(Stored data)
----

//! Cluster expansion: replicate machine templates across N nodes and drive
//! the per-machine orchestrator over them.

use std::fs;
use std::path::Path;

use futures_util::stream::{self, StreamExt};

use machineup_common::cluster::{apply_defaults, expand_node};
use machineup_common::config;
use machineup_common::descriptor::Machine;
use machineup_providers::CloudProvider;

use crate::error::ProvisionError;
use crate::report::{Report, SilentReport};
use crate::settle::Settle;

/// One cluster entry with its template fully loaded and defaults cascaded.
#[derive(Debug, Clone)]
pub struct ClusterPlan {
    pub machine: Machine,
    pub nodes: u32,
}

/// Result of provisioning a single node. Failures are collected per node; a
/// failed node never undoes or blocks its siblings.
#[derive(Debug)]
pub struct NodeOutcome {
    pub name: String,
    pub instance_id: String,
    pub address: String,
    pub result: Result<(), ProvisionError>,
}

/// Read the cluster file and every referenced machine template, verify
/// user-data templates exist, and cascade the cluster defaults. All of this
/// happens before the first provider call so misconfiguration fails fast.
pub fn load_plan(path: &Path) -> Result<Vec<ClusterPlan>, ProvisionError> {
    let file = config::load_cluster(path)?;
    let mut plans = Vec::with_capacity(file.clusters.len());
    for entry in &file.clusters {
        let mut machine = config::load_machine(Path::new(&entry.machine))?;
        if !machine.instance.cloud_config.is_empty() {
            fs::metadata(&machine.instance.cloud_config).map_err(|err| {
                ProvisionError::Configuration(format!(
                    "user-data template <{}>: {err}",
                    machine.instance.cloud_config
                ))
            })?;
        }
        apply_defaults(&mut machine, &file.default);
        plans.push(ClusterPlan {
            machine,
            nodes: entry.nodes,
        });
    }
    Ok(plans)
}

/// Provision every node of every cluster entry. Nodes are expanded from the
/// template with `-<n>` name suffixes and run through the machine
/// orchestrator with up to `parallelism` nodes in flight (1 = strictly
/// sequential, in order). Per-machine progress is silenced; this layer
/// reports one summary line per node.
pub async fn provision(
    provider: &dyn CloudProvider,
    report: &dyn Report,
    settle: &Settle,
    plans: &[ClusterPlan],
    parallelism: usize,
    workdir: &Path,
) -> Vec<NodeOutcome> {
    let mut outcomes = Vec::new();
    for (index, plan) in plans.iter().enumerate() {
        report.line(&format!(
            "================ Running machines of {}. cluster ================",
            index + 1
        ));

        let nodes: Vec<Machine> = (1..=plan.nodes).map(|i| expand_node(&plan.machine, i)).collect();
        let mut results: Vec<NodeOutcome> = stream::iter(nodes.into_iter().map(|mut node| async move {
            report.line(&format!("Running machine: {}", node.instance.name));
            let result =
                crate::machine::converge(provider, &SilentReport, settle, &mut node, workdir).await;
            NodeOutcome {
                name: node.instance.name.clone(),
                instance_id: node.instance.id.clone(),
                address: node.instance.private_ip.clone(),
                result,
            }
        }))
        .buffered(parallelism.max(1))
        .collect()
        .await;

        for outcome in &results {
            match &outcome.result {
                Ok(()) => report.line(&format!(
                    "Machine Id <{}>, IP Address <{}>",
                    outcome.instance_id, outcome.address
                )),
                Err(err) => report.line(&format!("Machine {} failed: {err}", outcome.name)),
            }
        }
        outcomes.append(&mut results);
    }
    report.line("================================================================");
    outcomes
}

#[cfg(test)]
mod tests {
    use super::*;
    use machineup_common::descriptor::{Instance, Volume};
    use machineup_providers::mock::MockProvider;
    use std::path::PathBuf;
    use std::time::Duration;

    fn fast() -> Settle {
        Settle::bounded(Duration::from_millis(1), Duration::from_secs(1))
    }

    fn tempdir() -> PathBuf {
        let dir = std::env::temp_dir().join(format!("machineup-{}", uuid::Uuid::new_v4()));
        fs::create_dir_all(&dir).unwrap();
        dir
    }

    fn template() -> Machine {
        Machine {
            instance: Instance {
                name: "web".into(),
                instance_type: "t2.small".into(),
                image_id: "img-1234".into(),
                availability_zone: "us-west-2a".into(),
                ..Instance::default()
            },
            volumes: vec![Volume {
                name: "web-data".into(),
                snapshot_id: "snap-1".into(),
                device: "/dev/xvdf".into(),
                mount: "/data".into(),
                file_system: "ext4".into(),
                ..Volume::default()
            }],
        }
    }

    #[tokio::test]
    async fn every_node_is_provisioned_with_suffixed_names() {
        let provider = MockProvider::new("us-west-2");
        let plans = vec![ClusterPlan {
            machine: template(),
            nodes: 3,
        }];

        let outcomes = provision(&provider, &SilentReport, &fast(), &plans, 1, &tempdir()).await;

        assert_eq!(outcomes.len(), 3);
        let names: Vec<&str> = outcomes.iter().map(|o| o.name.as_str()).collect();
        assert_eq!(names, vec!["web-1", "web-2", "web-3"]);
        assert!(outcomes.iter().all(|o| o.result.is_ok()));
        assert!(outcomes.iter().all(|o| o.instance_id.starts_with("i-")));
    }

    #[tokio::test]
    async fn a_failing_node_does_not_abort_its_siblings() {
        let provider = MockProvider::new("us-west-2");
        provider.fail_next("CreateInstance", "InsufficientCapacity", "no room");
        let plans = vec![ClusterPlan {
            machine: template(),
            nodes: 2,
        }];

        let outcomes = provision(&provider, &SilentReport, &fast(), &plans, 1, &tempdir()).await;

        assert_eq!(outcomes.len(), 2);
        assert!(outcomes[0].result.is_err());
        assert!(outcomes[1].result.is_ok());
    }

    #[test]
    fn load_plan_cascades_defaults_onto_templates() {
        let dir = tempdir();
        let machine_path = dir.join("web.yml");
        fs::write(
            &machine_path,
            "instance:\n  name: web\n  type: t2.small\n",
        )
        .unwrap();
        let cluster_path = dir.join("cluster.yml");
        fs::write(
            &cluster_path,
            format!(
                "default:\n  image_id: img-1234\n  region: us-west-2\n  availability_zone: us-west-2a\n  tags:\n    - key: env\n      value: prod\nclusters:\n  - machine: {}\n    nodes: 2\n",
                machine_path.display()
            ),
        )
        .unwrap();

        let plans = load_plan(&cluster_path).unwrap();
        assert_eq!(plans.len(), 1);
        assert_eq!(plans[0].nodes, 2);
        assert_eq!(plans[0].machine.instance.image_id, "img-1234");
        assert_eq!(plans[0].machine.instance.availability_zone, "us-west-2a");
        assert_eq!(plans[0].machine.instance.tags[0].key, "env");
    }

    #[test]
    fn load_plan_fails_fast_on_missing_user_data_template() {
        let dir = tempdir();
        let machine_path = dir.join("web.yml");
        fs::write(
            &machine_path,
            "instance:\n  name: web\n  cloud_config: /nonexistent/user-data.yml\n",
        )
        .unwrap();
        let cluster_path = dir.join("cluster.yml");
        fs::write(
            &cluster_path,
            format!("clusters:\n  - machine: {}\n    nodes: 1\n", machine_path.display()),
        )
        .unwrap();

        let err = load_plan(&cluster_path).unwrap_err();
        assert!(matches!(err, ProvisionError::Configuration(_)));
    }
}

----

BRIEF
Emit the records above again, exactly, with no line skipped.

COMPLETED EXERCISE
//! Cluster expansion: replicate machine templates across N nodes and drive
//! the per-machine orchestrator over them.

use std::fs;
use std::path::Path;

use futures_util::stream::{self, StreamExt};

use machineup_common::cluster::{apply_defaults, expand_node};
use machineup_common::config;
use machineup_common::descriptor::Machine;
use machineup_providers::CloudProvider;

use crate::error::ProvisionError;
use crate::report::{Report, SilentReport};
use crate::settle::Settle;

/// One cluster entry with its template fully loaded and defaults cascaded.
#[derive(Debug, Clone)]
pub struct ClusterPlan {
    pub machine: Machine,
    pub nodes: u32,
}

/// Result of provisioning a single node. Failures are collected per node; a
/// failed node never undoes or blocks its siblings.
#[derive(Debug)]
pub struct NodeOutcome {
    pub name: String,
    pub instance_id: String,
    pub address: String,
    pub result: Result<(), ProvisionError>,
}

/// Read the cluster file and every referenced machine template, verify
/// user-data templates exist, and cascade the cluster defaults. All of this
/// happens before the first provider call so misconfiguration fails fast.
pub fn load_plan(path: &Path) -> Result<Vec<ClusterPlan>, ProvisionError> {
    let file = config::load_cluster(path)?;
    let mut plans = Vec::with_capacity(file.clusters.len());
    for entry in &file.clusters {
        let mut machine = config::load_machine(Path::new(&entry.machine))?;
        if !machine.instance.cloud_config.is_empty() {
            fs::metadata(&machine.instance.cloud_config).map_err(|err| {
                ProvisionError::Configuration(format!(
                    "user-data template <{}>: {err}",
                    machine.instance.cloud_config
                ))
            })?;
        }
        apply_defaults(&mut machine, &file.default);
        plans.push(ClusterPlan {
            machine,
            nodes: entry.nodes,
        });
    }
    Ok(plans)
}

/// Provision every node of every cluster entry. Nodes are expanded from the
/// template with `-<n>` name suffixes and run through the machine
/// orchestrator with up to `parallelism` nodes in flight (1 = strictly
/// sequential, in order). Per-machine progress is silenced; this layer
/// reports one summary line per node.
pub async fn provision(
    provider: &dyn CloudProvider,
    report: &dyn Report,
    settle: &Settle,
    plans: &[ClusterPlan],
    parallelism: usize,
    workdir: &Path,
) -> Vec<NodeOutcome> {
    let mut outcomes = Vec::new();
    for (index, plan) in plans.iter().enumerate() {
        report.line(&format!(
            "================ Running machines of {}. cluster ================",
            index + 1
        ));

        let nodes: Vec<Machine> = (1..=plan.nodes).map(|i| expand_node(&plan.machine, i)).collect();
        let mut results: Vec<NodeOutcome> = stream::iter(nodes.into_iter().map(|mut node| async move {
            report.line(&format!("Running machine: {}", node.instance.name));
            let result =
                crate::machine::converge(provider, &SilentReport, settle, &mut node, workdir).await;
            NodeOutcome {
                name: node.instance.name.clone(),
                instance_id: node.instance.id.clone(),
                address: node.instance.private_ip.clone(),
                result,
            }
        }))
        .buffered(parallelism.max(1))
        .collect()
        .await;

        for outcome in &results {
            match &outcome.result {
                Ok(()) => report.line(&format!(
                    "Machine Id <{}>, IP Address <{}>",
                    outcome.instance_id, outcome.address
                )),
                Err(err) => report.line(&format!("Machine {} failed: {err}", outcome.name)),
            }
        }
        outcomes.append(&mut results);
    }
    report.line("================================================================");
    outcomes
}

#[cfg(test)]
mod tests {
    use super::*;
    use machineup_common::descriptor::{Instance, Volume};
    use machineup_providers::mock::MockProvider;
    use std::path::PathBuf;
    use std::time::Duration;

    fn fast() -> Settle {
        Settle::bounded(Duration::from_millis(1), Duration::from_secs(1))
    }

    fn tempdir() -> PathBuf {
        let dir = std::env::temp_dir().join(format!("machineup-{}", uuid::Uuid::new_v4()));
        fs::create_dir_all(&dir).unwrap();
        dir
    }

    fn template() -> Machine {
        Machine {
            instance: Instance {
                name: "web".into(),
                instance_type: "t2.small".into(),
                image_id: "img-1234".into(),
                availability_zone: "us-west-2a".into(),
                ..Instance::default()
            },
            volumes: vec![Volume {
                name: "web-data".into(),
                snapshot_id: "snap-1".into(),
                device: "/dev/xvdf".into(),
                mount: "/data".into(),
                file_system: "ext4".into(),
                ..Volume::default()
            }],
        }
    }

    #[tokio::test]
    async fn every_node_is_provisioned_with_suffixed_names() {
        let provider = MockProvider::new("us-west-2");
        let plans = vec![ClusterPlan {
            machine: template(),
            nodes: 3,
        }];

        let outcomes = provision(&provider, &SilentReport, &fast(), &plans, 1, &tempdir()).await;

        assert_eq!(outcomes.len(), 3);
        let names: Vec<&str> = outcomes.iter().map(|o| o.name.as_str()).collect();
        assert_eq!(names, vec!["web-1", "web-2", "web-3"]);
        assert!(outcomes.iter().all(|o| o.result.is_ok()));
        assert!(outcomes.iter().all(|o| o.instance_id.starts_with("i-")));
    }

    #[tokio::test]
    async fn a_failing_node_does_not_abort_its_siblings() {
        let provider = MockProvider::new("us-west-2");
        provider.fail_next("CreateInstance", "InsufficientCapacity", "no room");
        let plans = vec![ClusterPlan {
            machine: template(),
            nodes: 2,
        }];

        let outcomes = provision(&provider, &SilentReport, &fast(), &plans, 1, &tempdir()).await;

        assert_eq!(outcomes.len(), 2);
        assert!(outcomes[0].result.is_err());
        assert!(outcomes[1].result.is_ok());
    }

    #[test]
    fn load_plan_cascades_defaults_onto_templates() {
        let dir = tempdir();
        let machine_path = dir.join("web.yml");
        fs::write(
            &machine_path,
            "instance:\n  name: web\n  type: t2.small\n",
        )
        .unwrap();
        let cluster_path = dir.join("cluster.yml");
        fs::write(
            &cluster_path,
            format!(
                "default:\n  image_id: img-1234\n  region: us-west-2\n  availability_zone: us-west-2a\n  tags:\n    - key: env\n      value: prod\nclusters:\n  - machine: {}\n    nodes: 2\n",
                machine_path.display()
            ),
        )
        .unwrap();

        let plans = load_plan(&cluster_path).unwrap();
        assert_eq!(plans.len(), 1);
        assert_eq!(plans[0].nodes, 2);
        assert_eq!(plans[0].machine.instance.image_id, "img-1234");
        assert_eq!(plans[0].machine.instance.availability_zone, "us-west-2a");
        assert_eq!(plans[0].machine.instance.tags[0].key, "env");
    }

    #[test]
    fn load_plan_fails_fast_on_missing_user_data_template() {
        let dir = tempdir();
        let machine_path = dir.join("web.yml");
        fs::write(
            &machine_path,
            "instance:\n  name: web\n  cloud_config: /nonexistent/user-data.yml\n",
        )
        .unwrap();
        let cluster_path = dir.join("cluster.yml");
        fs::write(
            &cluster_path,
            format!("clusters:\n  - machine: {}\n    nodes: 1\n", machine_path.display()),
        )
        .unwrap();

        let err = load_plan(&cluster_path).unwrap_err();
        assert!(matches!(err, ProvisionError::Configuration(_)));
    }
}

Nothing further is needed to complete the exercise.